* **YOUR INSTRUCTIONS**
Check each line of the data for "lazyut", and copy the ones that have it.
..............................
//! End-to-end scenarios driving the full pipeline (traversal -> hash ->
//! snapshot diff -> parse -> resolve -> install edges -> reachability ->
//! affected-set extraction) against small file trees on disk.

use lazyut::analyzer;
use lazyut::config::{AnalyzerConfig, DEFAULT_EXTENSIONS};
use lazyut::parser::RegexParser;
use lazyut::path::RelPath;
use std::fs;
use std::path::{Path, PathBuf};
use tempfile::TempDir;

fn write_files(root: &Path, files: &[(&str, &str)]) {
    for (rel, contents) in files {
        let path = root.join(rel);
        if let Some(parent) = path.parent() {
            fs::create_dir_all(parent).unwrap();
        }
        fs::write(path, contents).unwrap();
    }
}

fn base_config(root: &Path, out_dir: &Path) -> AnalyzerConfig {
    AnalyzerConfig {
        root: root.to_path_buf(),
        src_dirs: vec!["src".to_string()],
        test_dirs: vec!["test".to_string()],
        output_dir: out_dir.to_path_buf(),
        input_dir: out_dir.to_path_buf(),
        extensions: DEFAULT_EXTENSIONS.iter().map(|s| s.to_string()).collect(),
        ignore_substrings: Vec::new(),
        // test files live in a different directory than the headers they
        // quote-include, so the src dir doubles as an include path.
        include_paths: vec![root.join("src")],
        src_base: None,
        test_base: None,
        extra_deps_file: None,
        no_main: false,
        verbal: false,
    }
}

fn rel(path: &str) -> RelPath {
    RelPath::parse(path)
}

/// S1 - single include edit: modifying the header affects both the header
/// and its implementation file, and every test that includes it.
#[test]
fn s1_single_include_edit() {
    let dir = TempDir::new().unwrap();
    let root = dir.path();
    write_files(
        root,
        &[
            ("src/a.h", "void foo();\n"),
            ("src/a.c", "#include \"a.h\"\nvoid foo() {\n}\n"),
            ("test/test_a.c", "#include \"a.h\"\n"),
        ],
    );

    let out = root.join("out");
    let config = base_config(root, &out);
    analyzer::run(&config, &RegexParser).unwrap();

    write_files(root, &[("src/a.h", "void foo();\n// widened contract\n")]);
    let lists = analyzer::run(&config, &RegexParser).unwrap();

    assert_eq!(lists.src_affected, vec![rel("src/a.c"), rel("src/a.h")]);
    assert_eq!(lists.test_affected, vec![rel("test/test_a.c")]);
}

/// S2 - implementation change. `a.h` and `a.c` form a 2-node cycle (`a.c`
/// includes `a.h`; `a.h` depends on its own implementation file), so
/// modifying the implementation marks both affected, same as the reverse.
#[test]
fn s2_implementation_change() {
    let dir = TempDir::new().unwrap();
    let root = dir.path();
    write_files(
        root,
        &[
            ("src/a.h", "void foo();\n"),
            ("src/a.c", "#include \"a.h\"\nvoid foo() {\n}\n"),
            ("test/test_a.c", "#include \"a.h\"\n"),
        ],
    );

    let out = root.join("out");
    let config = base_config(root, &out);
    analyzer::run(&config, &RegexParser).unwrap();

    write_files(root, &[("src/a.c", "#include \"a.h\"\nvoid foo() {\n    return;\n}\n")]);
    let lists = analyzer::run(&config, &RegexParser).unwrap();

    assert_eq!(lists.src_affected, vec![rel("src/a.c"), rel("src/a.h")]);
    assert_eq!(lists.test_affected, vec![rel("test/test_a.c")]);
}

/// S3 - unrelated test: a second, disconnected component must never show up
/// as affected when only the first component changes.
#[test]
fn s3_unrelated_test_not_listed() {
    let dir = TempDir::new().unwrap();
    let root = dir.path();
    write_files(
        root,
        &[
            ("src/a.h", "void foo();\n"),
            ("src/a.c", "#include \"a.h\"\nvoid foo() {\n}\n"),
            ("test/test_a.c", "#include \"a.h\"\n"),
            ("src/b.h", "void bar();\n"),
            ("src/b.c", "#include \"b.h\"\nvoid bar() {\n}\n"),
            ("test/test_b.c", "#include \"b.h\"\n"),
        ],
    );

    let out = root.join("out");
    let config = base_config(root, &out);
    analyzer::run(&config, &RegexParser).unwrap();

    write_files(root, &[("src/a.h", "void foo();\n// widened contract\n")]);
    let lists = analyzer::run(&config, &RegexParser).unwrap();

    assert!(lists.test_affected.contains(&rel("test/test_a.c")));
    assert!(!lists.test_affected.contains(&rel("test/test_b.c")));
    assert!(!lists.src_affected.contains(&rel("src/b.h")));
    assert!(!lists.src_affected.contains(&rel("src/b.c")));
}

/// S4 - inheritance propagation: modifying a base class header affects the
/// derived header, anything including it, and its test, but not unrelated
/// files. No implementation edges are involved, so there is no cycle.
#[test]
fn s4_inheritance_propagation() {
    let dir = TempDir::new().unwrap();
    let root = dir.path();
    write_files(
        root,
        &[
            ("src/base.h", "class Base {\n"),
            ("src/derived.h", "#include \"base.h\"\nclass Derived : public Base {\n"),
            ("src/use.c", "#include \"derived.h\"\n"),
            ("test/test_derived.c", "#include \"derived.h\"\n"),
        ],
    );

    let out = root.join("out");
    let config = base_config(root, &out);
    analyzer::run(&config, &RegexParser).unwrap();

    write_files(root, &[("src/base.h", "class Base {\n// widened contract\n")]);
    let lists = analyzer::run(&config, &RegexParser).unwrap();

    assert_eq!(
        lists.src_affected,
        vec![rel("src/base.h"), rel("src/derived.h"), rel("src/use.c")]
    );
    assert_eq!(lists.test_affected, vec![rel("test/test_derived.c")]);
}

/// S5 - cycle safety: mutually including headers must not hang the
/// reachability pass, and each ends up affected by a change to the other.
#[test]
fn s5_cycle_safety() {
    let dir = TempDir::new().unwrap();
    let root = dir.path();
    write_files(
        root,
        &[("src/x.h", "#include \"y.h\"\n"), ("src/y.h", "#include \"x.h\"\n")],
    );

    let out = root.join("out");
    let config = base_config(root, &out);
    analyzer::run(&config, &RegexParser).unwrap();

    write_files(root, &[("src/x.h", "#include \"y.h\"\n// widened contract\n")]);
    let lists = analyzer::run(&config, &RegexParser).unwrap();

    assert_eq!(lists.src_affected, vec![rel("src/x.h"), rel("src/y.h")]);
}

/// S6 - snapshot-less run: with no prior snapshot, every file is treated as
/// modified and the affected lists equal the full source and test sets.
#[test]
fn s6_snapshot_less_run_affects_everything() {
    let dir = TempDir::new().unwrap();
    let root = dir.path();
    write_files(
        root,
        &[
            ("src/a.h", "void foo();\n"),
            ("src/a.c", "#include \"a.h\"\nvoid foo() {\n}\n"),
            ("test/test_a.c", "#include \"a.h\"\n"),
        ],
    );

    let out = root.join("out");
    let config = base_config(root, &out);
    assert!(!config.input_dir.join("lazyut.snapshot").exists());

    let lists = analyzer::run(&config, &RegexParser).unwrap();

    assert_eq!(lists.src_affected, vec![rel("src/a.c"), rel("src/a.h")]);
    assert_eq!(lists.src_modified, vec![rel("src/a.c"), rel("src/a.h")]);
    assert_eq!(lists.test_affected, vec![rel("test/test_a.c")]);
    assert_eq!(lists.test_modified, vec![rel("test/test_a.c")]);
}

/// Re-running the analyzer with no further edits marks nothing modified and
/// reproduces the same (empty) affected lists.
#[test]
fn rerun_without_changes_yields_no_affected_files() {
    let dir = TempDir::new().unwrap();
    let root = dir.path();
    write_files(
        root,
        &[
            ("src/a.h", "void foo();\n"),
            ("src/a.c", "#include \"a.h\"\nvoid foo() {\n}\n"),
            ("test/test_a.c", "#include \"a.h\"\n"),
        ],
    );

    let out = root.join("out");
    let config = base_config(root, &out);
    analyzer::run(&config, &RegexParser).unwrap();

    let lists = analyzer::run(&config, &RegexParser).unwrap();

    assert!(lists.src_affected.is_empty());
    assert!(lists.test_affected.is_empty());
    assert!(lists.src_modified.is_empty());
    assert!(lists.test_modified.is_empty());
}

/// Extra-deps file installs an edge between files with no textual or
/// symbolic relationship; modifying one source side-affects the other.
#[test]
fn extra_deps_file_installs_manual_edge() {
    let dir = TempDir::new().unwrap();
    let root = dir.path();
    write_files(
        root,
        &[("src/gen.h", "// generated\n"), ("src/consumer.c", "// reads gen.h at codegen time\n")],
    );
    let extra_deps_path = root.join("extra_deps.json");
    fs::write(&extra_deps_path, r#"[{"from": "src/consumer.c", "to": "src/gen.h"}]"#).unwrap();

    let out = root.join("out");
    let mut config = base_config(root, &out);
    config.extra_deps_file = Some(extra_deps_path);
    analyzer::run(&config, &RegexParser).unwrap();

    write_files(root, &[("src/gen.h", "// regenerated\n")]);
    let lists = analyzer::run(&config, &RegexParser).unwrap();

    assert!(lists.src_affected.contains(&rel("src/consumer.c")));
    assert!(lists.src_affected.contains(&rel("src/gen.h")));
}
..............................
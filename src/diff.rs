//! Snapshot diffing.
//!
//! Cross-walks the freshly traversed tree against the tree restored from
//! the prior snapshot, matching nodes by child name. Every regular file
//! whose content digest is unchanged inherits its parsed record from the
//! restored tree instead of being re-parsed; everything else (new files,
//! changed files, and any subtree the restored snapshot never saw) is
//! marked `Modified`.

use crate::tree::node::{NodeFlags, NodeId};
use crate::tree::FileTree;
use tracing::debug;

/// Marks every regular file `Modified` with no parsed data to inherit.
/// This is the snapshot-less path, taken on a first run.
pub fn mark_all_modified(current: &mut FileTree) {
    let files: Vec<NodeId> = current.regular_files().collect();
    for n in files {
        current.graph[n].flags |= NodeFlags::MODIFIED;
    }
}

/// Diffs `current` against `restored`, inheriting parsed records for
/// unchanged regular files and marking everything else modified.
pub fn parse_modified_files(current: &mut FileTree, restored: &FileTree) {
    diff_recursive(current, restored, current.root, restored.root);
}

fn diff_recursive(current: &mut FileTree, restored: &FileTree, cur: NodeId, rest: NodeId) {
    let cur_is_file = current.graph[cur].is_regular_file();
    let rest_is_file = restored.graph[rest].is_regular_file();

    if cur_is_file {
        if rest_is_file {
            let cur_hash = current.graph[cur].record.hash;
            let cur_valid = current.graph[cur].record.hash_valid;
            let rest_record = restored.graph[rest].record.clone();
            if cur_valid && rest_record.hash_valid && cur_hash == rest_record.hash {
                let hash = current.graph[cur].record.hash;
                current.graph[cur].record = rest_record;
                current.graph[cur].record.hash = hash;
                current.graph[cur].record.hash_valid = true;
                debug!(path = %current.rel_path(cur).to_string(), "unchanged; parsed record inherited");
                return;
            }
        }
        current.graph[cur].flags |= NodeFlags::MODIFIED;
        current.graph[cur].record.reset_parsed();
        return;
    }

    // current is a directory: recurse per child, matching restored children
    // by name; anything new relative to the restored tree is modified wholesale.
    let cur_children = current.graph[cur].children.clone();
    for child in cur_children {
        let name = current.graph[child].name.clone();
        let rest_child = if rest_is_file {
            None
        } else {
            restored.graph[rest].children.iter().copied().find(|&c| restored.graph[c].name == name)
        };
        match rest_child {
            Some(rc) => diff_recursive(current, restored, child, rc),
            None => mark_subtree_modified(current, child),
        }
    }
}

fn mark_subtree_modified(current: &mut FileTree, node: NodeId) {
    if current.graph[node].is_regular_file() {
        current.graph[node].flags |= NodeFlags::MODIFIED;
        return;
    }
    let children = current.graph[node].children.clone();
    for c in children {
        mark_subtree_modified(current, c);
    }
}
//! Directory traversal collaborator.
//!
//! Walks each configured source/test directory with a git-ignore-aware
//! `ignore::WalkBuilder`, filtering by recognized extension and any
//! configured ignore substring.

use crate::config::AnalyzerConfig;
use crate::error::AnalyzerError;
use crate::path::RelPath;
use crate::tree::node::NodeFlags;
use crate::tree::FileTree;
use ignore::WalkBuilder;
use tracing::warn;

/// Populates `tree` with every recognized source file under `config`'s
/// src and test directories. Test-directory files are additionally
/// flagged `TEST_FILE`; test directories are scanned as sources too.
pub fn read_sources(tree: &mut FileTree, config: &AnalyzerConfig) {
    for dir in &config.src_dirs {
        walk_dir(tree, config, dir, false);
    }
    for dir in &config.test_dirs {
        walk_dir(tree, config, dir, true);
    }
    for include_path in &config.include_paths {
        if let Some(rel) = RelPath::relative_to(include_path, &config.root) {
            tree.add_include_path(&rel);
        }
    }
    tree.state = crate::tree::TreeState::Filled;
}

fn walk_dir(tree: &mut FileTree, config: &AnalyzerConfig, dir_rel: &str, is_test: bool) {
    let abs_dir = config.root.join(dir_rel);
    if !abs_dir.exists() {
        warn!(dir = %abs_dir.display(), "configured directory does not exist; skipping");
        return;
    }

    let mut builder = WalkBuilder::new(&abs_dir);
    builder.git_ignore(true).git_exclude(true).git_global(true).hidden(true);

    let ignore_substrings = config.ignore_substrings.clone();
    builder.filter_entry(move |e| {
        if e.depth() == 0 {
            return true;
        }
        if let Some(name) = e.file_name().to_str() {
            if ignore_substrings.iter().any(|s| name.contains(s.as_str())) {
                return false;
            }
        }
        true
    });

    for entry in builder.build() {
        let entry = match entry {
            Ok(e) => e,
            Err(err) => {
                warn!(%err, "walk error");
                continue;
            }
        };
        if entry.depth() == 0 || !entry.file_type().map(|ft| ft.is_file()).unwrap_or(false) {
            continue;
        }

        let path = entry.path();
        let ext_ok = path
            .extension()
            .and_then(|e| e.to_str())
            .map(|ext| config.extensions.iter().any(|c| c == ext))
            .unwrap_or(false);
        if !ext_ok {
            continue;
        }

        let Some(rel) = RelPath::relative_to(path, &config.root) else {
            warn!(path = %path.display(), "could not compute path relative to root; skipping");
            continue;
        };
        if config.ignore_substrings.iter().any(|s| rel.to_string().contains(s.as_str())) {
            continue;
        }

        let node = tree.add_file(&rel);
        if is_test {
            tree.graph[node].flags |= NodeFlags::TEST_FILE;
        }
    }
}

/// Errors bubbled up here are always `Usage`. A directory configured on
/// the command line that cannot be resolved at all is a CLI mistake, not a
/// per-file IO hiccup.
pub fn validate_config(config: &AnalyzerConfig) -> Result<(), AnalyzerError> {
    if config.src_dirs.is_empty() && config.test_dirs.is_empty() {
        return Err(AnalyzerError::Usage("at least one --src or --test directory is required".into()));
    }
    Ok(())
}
..............................
* **TASK RESULT**
use lazyut::analyzer;
use lazyut::config::{AnalyzerConfig, DEFAULT_EXTENSIONS};
use lazyut::parser::RegexParser;
use lazyut::path::RelPath;
    assert!(!config.input_dir.join("lazyut.snapshot").exists());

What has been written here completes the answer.